── Available records ──

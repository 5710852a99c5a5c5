//! Desired breakpoints and their adapter-confirmed status
//!
//! The registry is the source of truth for user intent. DAP replaces a
//! file's breakpoint set atomically, so any change to a file leads to a
//! full re-submission of that file's desired set. Verification fields are
//! only ever written from adapter responses and events.

use serde::Serialize;
use std::collections::BTreeMap;
use std::path::{Path, PathBuf};

use crate::common::{Error, Result};
use crate::dap::{Breakpoint, SetBreakpointsArguments, Source, SourceBreakpoint};

/// One desired breakpoint and what the adapter said about it
#[derive(Debug, Clone, PartialEq, Serialize)]
pub struct BreakpointEntry {
    pub source_path: PathBuf,
    pub line: u32,
    #[serde(skip_serializing_if = "Option::is_none")]
    pub condition: Option<String>,
    pub desired: bool,
    /// False is a legitimate outcome, e.g. a line without code
    pub verified: bool,
    #[serde(skip_serializing_if = "Option::is_none")]
    pub adapter_id: Option<i64>,
    /// Line the adapter actually bound to, when it moved the breakpoint
    #[serde(skip_serializing_if = "Option::is_none")]
    pub actual_line: Option<u32>,
    #[serde(skip_serializing_if = "Option::is_none")]
    pub message: Option<String>,
}

impl BreakpointEntry {
    fn new(source_path: PathBuf, line: u32, condition: Option<String>) -> Self {
        Self {
            source_path,
            line,
            condition,
            desired: true,
            verified: false,
            adapter_id: None,
            actual_line: None,
            message: None,
        }
    }

    fn clear_verification(&mut self) {
        self.verified = false;
        self.adapter_id = None;
        self.actual_line = None;
        self.message = None;
    }

    fn apply(&mut self, bp: &Breakpoint) {
        self.verified = bp.verified;
        self.adapter_id = bp.id;
        self.actual_line = bp.line.filter(|l| *l != self.line);
        self.message = bp.message.clone();
    }

    fn matches_line(&self, line: u32) -> bool {
        self.line == line || self.actual_line == Some(line)
    }
}

#[derive(Debug, Default)]
struct FileBreakpoints {
    /// Kept sorted by line
    entries: Vec<BreakpointEntry>,
    /// Bumped on every change to `entries`
    generation: u64,
}

/// A file's desired set captured for one `setBreakpoints` request
#[derive(Debug, Clone)]
pub struct Submission {
    pub path: PathBuf,
    pub generation: u64,
    pub breakpoints: Vec<SourceBreakpoint>,
}

impl Submission {
    pub fn arguments(&self) -> SetBreakpointsArguments {
        SetBreakpointsArguments {
            source: Source::from_path(&self.path),
            breakpoints: self.breakpoints.clone(),
            source_modified: false,
        }
    }
}

#[derive(Debug, Default)]
pub struct BreakpointRegistry {
    files: BTreeMap<PathBuf, FileBreakpoints>,
}

impl BreakpointRegistry {
    pub fn new() -> Self {
        Self::default()
    }

    /// Add a desired breakpoint, or update the condition of an existing one
    ///
    /// Returns true when a new entry was created.
    pub fn upsert(&mut self, path: &Path, line: u32, condition: Option<String>) -> Result<bool> {
        if line == 0 {
            return Err(Error::InvalidLocation(format!(
                "{}:{} (lines start at 1)",
                path.display(),
                line
            )));
        }

        let file = self.files.entry(path.to_path_buf()).or_default();
        file.generation += 1;

        match file.entries.binary_search_by_key(&line, |e| e.line) {
            Ok(idx) => {
                file.entries[idx].condition = condition;
                Ok(false)
            }
            Err(idx) => {
                file.entries
                    .insert(idx, BreakpointEntry::new(path.to_path_buf(), line, condition));
                Ok(true)
            }
        }
    }

    /// Remove a desired breakpoint
    pub fn remove(&mut self, path: &Path, line: u32) -> Result<BreakpointEntry> {
        let not_found = || Error::BreakpointNotFound {
            path: path.display().to_string(),
            line,
        };

        let file = self.files.get_mut(path).ok_or_else(not_found)?;
        let idx = file
            .entries
            .binary_search_by_key(&line, |e| e.line)
            .map_err(|_| not_found())?;

        file.generation += 1;
        let mut entry = file.entries.remove(idx);
        entry.desired = false;
        Ok(entry)
    }

    /// Remove every breakpoint; returns the files that had any
    pub fn clear_all(&mut self) -> Vec<PathBuf> {
        let mut affected = Vec::new();
        for (path, file) in self.files.iter_mut() {
            if !file.entries.is_empty() {
                file.entries.clear();
                file.generation += 1;
                affected.push(path.clone());
            }
        }
        affected
    }

    pub fn contains(&self, path: &Path, line: u32) -> bool {
        self.files
            .get(path)
            .is_some_and(|f| f.entries.iter().any(|e| e.line == line))
    }

    /// Capture the current desired set of a file for submission
    pub fn begin_submission(&mut self, path: &Path) -> Submission {
        let file = self.files.entry(path.to_path_buf()).or_default();
        Submission {
            path: path.to_path_buf(),
            generation: file.generation,
            breakpoints: file
                .entries
                .iter()
                .map(|e| SourceBreakpoint {
                    line: e.line,
                    condition: e.condition.clone(),
                })
                .collect(),
        }
    }

    /// Merge the adapter's answer to a submission
    ///
    /// Results correspond to the submitted breakpoints by position. A
    /// submission overtaken by a later change to the same file is ignored;
    /// the newer submission carries the truth. Returns whether it applied.
    pub fn apply_verification(&mut self, submission: &Submission, results: &[Breakpoint]) -> bool {
        let Some(file) = self.files.get_mut(&submission.path) else {
            return false;
        };
        if file.generation != submission.generation {
            tracing::debug!(
                path = %submission.path.display(),
                "Ignoring stale breakpoint verification"
            );
            return false;
        }

        if results.len() != submission.breakpoints.len() {
            tracing::warn!(
                path = %submission.path.display(),
                submitted = submission.breakpoints.len(),
                returned = results.len(),
                "Adapter returned a different number of breakpoints"
            );
        }

        for (requested, result) in submission.breakpoints.iter().zip(results) {
            if let Some(entry) = file.entries.iter_mut().find(|e| e.line == requested.line) {
                entry.apply(result);
            }
        }
        true
    }

    /// Merge a `breakpoint` event; returns whether an entry matched
    pub fn apply_event(&mut self, reason: &str, bp: &Breakpoint) -> bool {
        let known_id = bp.id.is_some_and(|id| {
            self.files
                .values()
                .any(|f| f.entries.iter().any(|e| e.adapter_id == Some(id)))
        });
        let entry = if known_id {
            self.find_by_adapter_id(bp.id)
        } else {
            self.find_by_location(bp)
        };
        let Some(entry) = entry else {
            tracing::debug!(reason, id = ?bp.id, "Breakpoint event for unknown breakpoint");
            return false;
        };

        if reason == "removed" {
            entry.clear_verification();
        } else {
            entry.apply(bp);
        }
        true
    }

    fn find_by_adapter_id(&mut self, id: Option<i64>) -> Option<&mut BreakpointEntry> {
        let id = id?;
        self.files
            .values_mut()
            .flat_map(|f| f.entries.iter_mut())
            .find(|e| e.adapter_id == Some(id))
    }

    fn find_by_location(&mut self, bp: &Breakpoint) -> Option<&mut BreakpointEntry> {
        let path = bp.source.as_ref()?.path.as_ref()?;
        let line = bp.line?;
        self.files
            .get_mut(Path::new(path))?
            .entries
            .iter_mut()
            .find(|e| e.matches_line(line))
    }

    /// All entries ordered by file and line
    pub fn list(&self) -> Vec<BreakpointEntry> {
        self.files
            .values()
            .flat_map(|f| f.entries.iter().cloned())
            .collect()
    }

    /// Files that currently have desired breakpoints
    pub fn files(&self) -> Vec<PathBuf> {
        self.files
            .iter()
            .filter(|(_, f)| !f.entries.is_empty())
            .map(|(p, _)| p.clone())
            .collect()
    }

    /// Forget adapter-side status, keeping intent
    pub fn reset_verification(&mut self) {
        for file in self.files.values_mut() {
            for entry in &mut file.entries {
                entry.clear_verification();
            }
        }
    }

    pub fn len(&self) -> usize {
        self.files.values().map(|f| f.entries.len()).sum()
    }

    pub fn is_empty(&self) -> bool {
        self.len() == 0
    }
}

#[cfg(test)]
mod tests {
    use super::*;

    fn verified(id: i64, line: u32) -> Breakpoint {
        Breakpoint {
            id: Some(id),
            verified: true,
            message: None,
            source: None,
            line: Some(line),
        }
    }

    fn rejected(message: &str) -> Breakpoint {
        Breakpoint {
            id: None,
            verified: false,
            message: Some(message.to_string()),
            source: None,
            line: None,
        }
    }

    #[test]
    fn test_upsert_is_idempotent_and_updates_condition() {
        let mut reg = BreakpointRegistry::new();
        let path = Path::new("/src/demo.py");
        assert!(reg.upsert(path, 5, None).unwrap());
        assert!(!reg.upsert(path, 5, Some("a > 1".into())).unwrap());

        let list = reg.list();
        assert_eq!(list.len(), 1);
        assert_eq!(list[0].condition.as_deref(), Some("a > 1"));
        assert!(list[0].desired);
        assert!(!list[0].verified);
    }

    #[test]
    fn test_line_zero_is_invalid() {
        let mut reg = BreakpointRegistry::new();
        assert!(matches!(
            reg.upsert(Path::new("/src/demo.py"), 0, None),
            Err(Error::InvalidLocation(_))
        ));
        assert!(reg.is_empty());
    }

    #[test]
    fn test_submission_is_full_file_set_in_line_order() {
        let mut reg = BreakpointRegistry::new();
        let path = Path::new("/src/demo.py");
        reg.upsert(path, 9, None).unwrap();
        reg.upsert(path, 2, Some("x".into())).unwrap();
        reg.upsert(Path::new("/src/other.py"), 1, None).unwrap();

        let sub = reg.begin_submission(path);
        let lines: Vec<u32> = sub.breakpoints.iter().map(|b| b.line).collect();
        assert_eq!(lines, vec![2, 9]);
        assert_eq!(sub.breakpoints[0].condition.as_deref(), Some("x"));
        assert_eq!(sub.arguments().source.path.as_deref(), Some("/src/demo.py"));
    }

    #[test]
    fn test_partial_verification_is_per_entry() {
        let mut reg = BreakpointRegistry::new();
        let path = Path::new("/src/demo.py");
        reg.upsert(path, 3, None).unwrap();
        reg.upsert(path, 5, None).unwrap();

        let sub = reg.begin_submission(path);
        assert!(reg.apply_verification(&sub, &[rejected("no code on line 3"), verified(1, 5)]));

        let list = reg.list();
        assert!(!list[0].verified);
        assert_eq!(list[0].message.as_deref(), Some("no code on line 3"));
        assert!(list[1].verified);
        assert_eq!(list[1].adapter_id, Some(1));
        assert_eq!(list[1].actual_line, None);
    }

    #[test]
    fn test_stale_submission_is_ignored() {
        let mut reg = BreakpointRegistry::new();
        let path = Path::new("/src/demo.py");
        reg.upsert(path, 5, None).unwrap();
        let old = reg.begin_submission(path);
        reg.upsert(path, 6, None).unwrap();

        assert!(!reg.apply_verification(&old, &[verified(1, 5)]));
        assert!(reg.list().iter().all(|e| !e.verified));
    }

    #[test]
    fn test_remove_and_clear() {
        let mut reg = BreakpointRegistry::new();
        let path = Path::new("/src/demo.py");
        reg.upsert(path, 5, None).unwrap();
        reg.upsert(Path::new("/src/b.py"), 1, None).unwrap();

        assert!(matches!(
            reg.remove(path, 6),
            Err(Error::BreakpointNotFound { line: 6, .. })
        ));
        let removed = reg.remove(path, 5).unwrap();
        assert!(!removed.desired);
        assert!(!reg.contains(path, 5));

        // the emptied file still submits, as an empty set
        assert!(reg.begin_submission(path).breakpoints.is_empty());
        assert_eq!(reg.files(), vec![PathBuf::from("/src/b.py")]);

        assert_eq!(reg.clear_all(), vec![PathBuf::from("/src/b.py")]);
        assert!(reg.is_empty());
    }

    #[test]
    fn test_breakpoint_events() {
        let mut reg = BreakpointRegistry::new();
        let path = Path::new("/src/demo.py");
        reg.upsert(path, 5, None).unwrap();
        reg.upsert(path, 7, None).unwrap();
        let sub = reg.begin_submission(path);
        reg.apply_verification(&sub, &[rejected("pending"), rejected("pending")]);

        // matched by location, then moved by the adapter
        let mut bp = verified(4, 8);
        bp.source = Some(Source::from_path(path));
        bp.line = Some(7);
        assert!(reg.apply_event("changed", &bp));
        bp.line = Some(8);
        assert!(reg.apply_event("changed", &bp));
        let entry = reg.list().into_iter().find(|e| e.line == 7).unwrap();
        assert!(entry.verified);
        assert_eq!(entry.actual_line, Some(8));

        // matched by id
        assert!(reg.apply_event("removed", &verified(4, 8)));
        assert!(!reg.list().iter().any(|e| e.verified));

        assert!(!reg.apply_event("changed", &verified(99, 1)));
    }
}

───

This exercise requires the lines of the entries containing the string "whether".

    /// the newer submission carries the truth. Returns whether it applied.
    /// Merge a `breakpoint` event; returns whether an entry matched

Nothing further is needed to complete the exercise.